WikiLeaks founder Julian Assange being taken from court, where he appeared on charges of jumping British bail seven years ago, in London, on May 1, 2019. (AP Photo/Matt Dunham)
WikiLeaks founder Julian Assange being taken from court, where he appeared on charges of jumping British bail seven years ago, in London, on May 1, 2019. (AP Photo/Matt Dunham)

LONDON — Lawyers for WikiLeaks founder Julian Assange have requested permission to appeal a ruling that opened the door for his extradition from Britain to the United States on spying charges.

The attorneys ask today for permission to appeal the High Court’s ruling, arguing that the US government’s pledge Assange wouldn’t be subjected to extreme conditions in prison was meaningless because it is conditional and could be changed at the discretion of American authorities.
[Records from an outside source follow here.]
//! Depth map to hazard grid classification.

use log::{trace, warn};
use serde::{Deserialize, Serialize};

use super::stats::cell_stats;
use crate::core::{DepthMap, HazardState, PixelRect, Roi, ZoneCell, ZoneGrid};
use crate::error::ConfigurationError;

/// Zone mapper configuration.
#[derive(Clone, Debug, PartialEq, Serialize, Deserialize)]
pub struct ZoneMapperConfig {
    /// Grid rows
    pub grid_h: usize,
    /// Grid columns
    pub grid_w: usize,
    /// Cells nearer than this are at least `Warning`
    pub warn_threshold: f32,
    /// Cells nearer than this are `Emergency` (must be below `warn_threshold`)
    pub emergency_threshold: f32,
    /// Analyzed region
    pub roi: Roi,
}

impl ZoneMapperConfig {
    /// Coarse, wide-field grid for heading planning.
    ///
    /// 24x32 cells over almost the whole image (top 10% and 10% side margins
    /// dropped), warn at 0.35, emergency at 0.20.
    pub fn strategic() -> Self {
        Self {
            grid_h: 24,
            grid_w: 32,
            warn_threshold: 0.35,
            emergency_threshold: 0.20,
            roi: Roi::new(0.10, 1.00, 0.10, 0.90),
        }
    }

    /// Fine, near-field grid for immediate avoidance.
    ///
    /// 12x16 cells over the lower-central quarter, warn at 0.25,
    /// emergency at 0.12.
    pub fn reactive() -> Self {
        Self {
            grid_h: 12,
            grid_w: 16,
            warn_threshold: 0.25,
            emergency_threshold: 0.12,
            roi: Roi::new(0.50, 1.00, 0.25, 0.75),
        }
    }

    /// Check every invariant; nothing is clamped.
    pub fn validate(&self) -> Result<(), ConfigurationError> {
        if self.grid_h == 0 || self.grid_w == 0 {
            return Err(ConfigurationError::InvalidGridSize {
                grid_h: self.grid_h,
                grid_w: self.grid_w,
            });
        }
        for (name, value) in [
            ("warn_threshold", self.warn_threshold),
            ("emergency_threshold", self.emergency_threshold),
        ] {
            if !value.is_finite() || value <= 0.0 {
                return Err(ConfigurationError::InvalidThreshold { name, value });
            }
        }
        if self.emergency_threshold >= self.warn_threshold {
            return Err(ConfigurationError::ThresholdOrder {
                emergency: self.emergency_threshold,
                warn: self.warn_threshold,
            });
        }
        self.roi.validate()
    }
}

impl Default for ZoneMapperConfig {
    fn default() -> Self {
        Self::strategic()
    }
}

/// Classifies a depth map ROI into a [`ZoneGrid`].
///
/// The mapper holds only its immutable configuration, so one instance can be
/// shared across threads and frames.
#[derive(Clone, Debug)]
pub struct ZoneMapper {
    config: ZoneMapperConfig,
}

impl ZoneMapper {
    /// Create a mapper, validating the configuration.
    pub fn new(config: ZoneMapperConfig) -> Result<Self, ConfigurationError> {
        config.validate()?;
        Ok(Self { config })
    }

    /// Get the configuration
    pub fn config(&self) -> &ZoneMapperConfig {
        &self.config
    }

    /// Classify `depth` into a `grid_h x grid_w` hazard grid.
    ///
    /// The ROI is split into equal cells of `floor(size / count)` pixels; the
    /// last row and column absorb the remainder. Cells without finite samples
    /// are reported as `Free` with infinite depths.
    pub fn map(&self, depth: &DepthMap) -> ZoneGrid {
        let ZoneMapperConfig {
            grid_h,
            grid_w,
            warn_threshold,
            emergency_threshold,
            roi,
        } = self.config;

        let rect = roi.pixel_bounds(depth.height(), depth.width());
        if rect.is_empty() {
            warn!(
                "ROI {:?} is empty on a {}x{} depth map; all cells default to free",
                roi,
                depth.width(),
                depth.height()
            );
        }

        let range = region_range(depth, &rect);
        if range.is_none() && !rect.is_empty() {
            warn!(
                "No finite depth in {}x{} ROI; all cells default to free",
                rect.width(),
                rect.height()
            );
        }
        let (depth_min, depth_max) = range.unwrap_or((f32::INFINITY, f32::INFINITY));

        let mut cells = Vec::with_capacity(grid_h * grid_w);
        let mut samples = Vec::new();
        let mut empty_cells = 0usize;

        for row in 0..grid_h {
            let (yy0, yy1) = cell_span(rect.y0, rect.height(), grid_h, row);
            for col in 0..grid_w {
                let (xx0, xx1) = cell_span(rect.x0, rect.width(), grid_w, col);

                samples.clear();
                for y in yy0..yy1 {
                    samples.extend_from_slice(&depth.row(y)[xx0..xx1]);
                }

                let cell = match cell_stats(&mut samples) {
                    Some(stats) => ZoneCell {
                        row,
                        col,
                        min_depth: stats.near,
                        mean_depth: stats.mean,
                        state: HazardState::classify(
                            stats.near,
                            warn_threshold,
                            emergency_threshold,
                        ),
                    },
                    None => {
                        empty_cells += 1;
                        ZoneCell::empty(row, col)
                    }
                };
                cells.push(cell);
            }
        }

        if empty_cells > 0 && !rect.is_empty() {
            trace!(
                "{} of {} cells have no finite samples ({}x{} ROI, {}x{} grid)",
                empty_cells,
                grid_h * grid_w,
                rect.width(),
                rect.height(),
                grid_w,
                grid_h
            );
        }

        ZoneGrid::from_row_major(grid_h, grid_w, cells, depth_min, depth_max)
    }
}

/// Pixel span `[start, end)` of cell `idx` when `len` pixels starting at
/// `origin` are split into `count` cells.
#[inline]
fn cell_span(origin: usize, len: usize, count: usize, idx: usize) -> (usize, usize) {
    let step = len / count;
    let start = origin + idx * step;
    let end = if idx + 1 < count {
        origin + (idx + 1) * step
    } else {
        origin + len
    };
    (start, end)
}

/// Finite min/max over a pixel rectangle.
fn region_range(depth: &DepthMap, rect: &PixelRect) -> Option<(f32, f32)> {
    crate::core::depth::finite_range(
        (rect.y0..rect.y1).flat_map(|y| depth.row(y)[rect.x0..rect.x1].iter().copied()),
    )
}

#[cfg(test)]
mod tests {
    use super::*;

    fn small_config(grid_h: usize, grid_w: usize) -> ZoneMapperConfig {
        ZoneMapperConfig {
            grid_h,
            grid_w,
            warn_threshold: 0.35,
            emergency_threshold: 0.20,
            roi: Roi::FULL,
        }
    }

    #[test]
    fn test_validate_rejects_bad_config() {
        let mut config = small_config(0, 4);
        assert!(matches!(
            ZoneMapper::new(config.clone()),
            Err(ConfigurationError::InvalidGridSize { .. })
        ));

        config = small_config(4, 4);
        config.emergency_threshold = 0.35;
        assert!(matches!(
            ZoneMapper::new(config.clone()),
            Err(ConfigurationError::ThresholdOrder { .. })
        ));

        config = small_config(4, 4);
        config.warn_threshold = -1.0;
        assert!(matches!(
            ZoneMapper::new(config.clone()),
            Err(ConfigurationError::InvalidThreshold { name: "warn_threshold", .. })
        ));

        config = small_config(4, 4);
        config.roi = Roi::new(0.6, 0.4, 0.0, 1.0);
        assert!(matches!(
            ZoneMapper::new(config),
            Err(ConfigurationError::InvalidRoi { .. })
        ));
    }

    #[test]
    fn test_presets_are_valid() {
        assert!(ZoneMapperConfig::strategic().validate().is_ok());
        assert!(ZoneMapperConfig::reactive().validate().is_ok());
    }

    #[test]
    fn test_cell_span_remainder_goes_last() {
        // 10 pixels into 3 cells: 3, 3, 4
        assert_eq!(cell_span(0, 10, 3, 0), (0, 3));
        assert_eq!(cell_span(0, 10, 3, 1), (3, 6));
        assert_eq!(cell_span(0, 10, 3, 2), (6, 10));
        // Offset origin
        assert_eq!(cell_span(5, 10, 3, 2), (11, 15));
        // Fewer pixels than cells: only the last cell has pixels
        assert_eq!(cell_span(0, 2, 4, 0), (0, 0));
        assert_eq!(cell_span(0, 2, 4, 3), (0, 2));
    }

    #[test]
    fn test_cells_cover_roi_exactly() {
        let width = 23;
        let height = 17;
        for grid_w in 1..8 {
            let covered: usize = (0..grid_w)
                .map(|c| {
                    let (a, b) = cell_span(0, width, grid_w, c);
                    b - a
                })
                .sum();
            assert_eq!(covered, width);
        }
        for grid_h in 1..8 {
            let covered: usize = (0..grid_h)
                .map(|r| {
                    let (a, b) = cell_span(0, height, grid_h, r);
                    b - a
                })
                .sum();
            assert_eq!(covered, height);
        }
    }

    #[test]
    fn test_map_classifies_regions() {
        // Left half emergency, right half warning
        let depth = DepthMap::from_fn(8, 4, |x, _| if x < 4 { 0.1 } else { 0.3 });
        let mapper = ZoneMapper::new(small_config(2, 2)).unwrap();
        let grid = mapper.map(&depth);

        assert_eq!(grid.state(0, 0), Some(HazardState::Emergency));
        assert_eq!(grid.state(1, 0), Some(HazardState::Emergency));
        assert_eq!(grid.state(0, 1), Some(HazardState::Warning));
        assert_eq!(grid.state(1, 1), Some(HazardState::Warning));
        assert_eq!(grid.depth_min, 0.1);
        assert_eq!(grid.depth_max, 0.3);
    }

    #[test]
    fn test_roi_smaller_than_grid() {
        // 2x2 pixels into a 4x4 grid: only the last row/column hold pixels
        let depth = DepthMap::filled(2, 2, 0.1);
        let mapper = ZoneMapper::new(small_config(4, 4)).unwrap();
        let grid = mapper.map(&depth);

        assert_eq!(grid.cells().len(), 16);
        let last = grid.cell(3, 3).unwrap();
        assert_eq!(last.state, HazardState::Emergency);
        let first = grid.cell(0, 0).unwrap();
        assert_eq!(first.state, HazardState::Free);
        assert!(first.min_depth.is_infinite());
        assert!(first.mean_depth.is_infinite());
    }

    #[test]
    fn test_roi_edge_keeps_boundary_pixel() {
        // x0 = floor(0.35 * 360) = 125, so the near pixel at x = 125 is inside
        let mut depth = DepthMap::filled(360, 10, 5.0);
        depth.set(125, 0, 0.01);
        let config = ZoneMapperConfig {
            roi: Roi::new(0.0, 1.0, 0.35, 1.0),
            ..small_config(1, 1)
        };
        let grid = ZoneMapper::new(config).unwrap().map(&depth);
        assert_eq!(grid.depth_min, 0.01);
        assert_eq!(grid.depth_max, 5.0);
    }

    #[test]
    fn test_empty_depth_map() {
        let depth = DepthMap::filled(0, 0, 1.0);
        let mapper = ZoneMapper::new(ZoneMapperConfig::strategic()).unwrap();
        let grid = mapper.map(&depth);

        assert_eq!(grid.counts().free, 24 * 32);
        assert!(!grid.has_depth_range());
    }

    #[test]
    fn test_all_invalid_cell_is_free() {
        let mut depth = DepthMap::filled(4, 4, 0.1);
        depth.fill_rect(0, 2, 0, 2, f32::NAN);
        let mapper = ZoneMapper::new(small_config(2, 2)).unwrap();
        let grid = mapper.map(&depth);

        let masked = grid.cell(0, 0).unwrap();
        assert_eq!(masked.state, HazardState::Free);
        assert!(masked.min_depth.is_infinite());
        assert_eq!(grid.state(1, 1), Some(HazardState::Emergency));
        assert_eq!(grid.depth_min, 0.1);
    }
}
//! YAML configuration loading.

mod common;

use std::io::Write;

use drishti::config::{ConfigLoadError, DrishtiConfig};
use drishti::{AnalysisMode, ConfigurationError};
use tempfile::NamedTempFile;

fn write_yaml(contents: &str) -> NamedTempFile {
    let mut file = NamedTempFile::new().unwrap();
    file.write_all(contents.as_bytes()).unwrap();
    file
}

#[test]
fn test_load_from_file() {
    common::init_logging();
    let file = write_yaml(
        r#"
strategic:
  grid_h: 12
  grid_w: 16
planner:
  fov_horizontal_deg: 90.0
preprocessing:
  median_enabled: false
"#,
    );
    let config = DrishtiConfig::load(file.path()).unwrap();
    assert_eq!(config.strategic.grid_h, 12);
    assert_eq!(config.strategic.warn_threshold, 0.35);
    assert_eq!(config.planner.fov_horizontal_deg, 90.0);
    assert_eq!(config.preprocessing.median(), None);

    let pipeline = config.build_pipeline().unwrap();
    assert_eq!(pipeline.strategic_mapper().config().grid_w, 16);
    assert_eq!(pipeline.mode(), AnalysisMode::Zoned);
}

#[test]
fn test_missing_file_is_io_error() {
    let err = DrishtiConfig::load(std::path::Path::new("does/not/exist.yaml")).unwrap_err();
    assert!(matches!(err, ConfigLoadError::Io(_)));
}

#[test]
fn test_invalid_values_fail_at_build() {
    let file = write_yaml("avoider:\n  front_rows: 0\n");
    let config = DrishtiConfig::load(file.path()).unwrap();
    assert!(matches!(
        config.build_pipeline(),
        Err(ConfigLoadError::Invalid(ConfigurationError::InvalidFrontRows))
    ));

    let config = DrishtiConfig::from_yaml("preprocessing:\n  median_kernel: 4\n").unwrap();
    assert!(matches!(
        config.build_pipeline(),
        Err(ConfigLoadError::Invalid(ConfigurationError::InvalidMedianKernel(4)))
    ));
}

#[test]
fn test_shipped_config_matches_defaults() {
    let path = std::path::Path::new(env!("CARGO_MANIFEST_DIR")).join("configs/drishti.yaml");
    let config = DrishtiConfig::load(&path).unwrap();
    assert_eq!(config, DrishtiConfig::default());
}

#[test]
fn test_error_converts_to_crate_error() {
    let err: drishti::DrishtiError = DrishtiConfig::from_yaml("mode: sideways").unwrap_err().into();
    assert!(matches!(err, drishti::DrishtiError::Config(ConfigLoadError::Parse(_))));
}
Earlier this year, the US State Department promised that if he is convicted Assange wouldn’t be imprisoned at the “supermax” penitentiary in Florence, Colorado, the highest-security prison in the country. They also pledged he wouldn’t be held under “special administrative measures,” which can include segregation from other prisoners and the loss of privileges such as visits, correspondence and use of the telephone.

Attorneys don’t know when the High Court will rule on the application, but they don’t expect a decision until the third week of January, Stella Moris, Assange’s fiancée, says in a statement.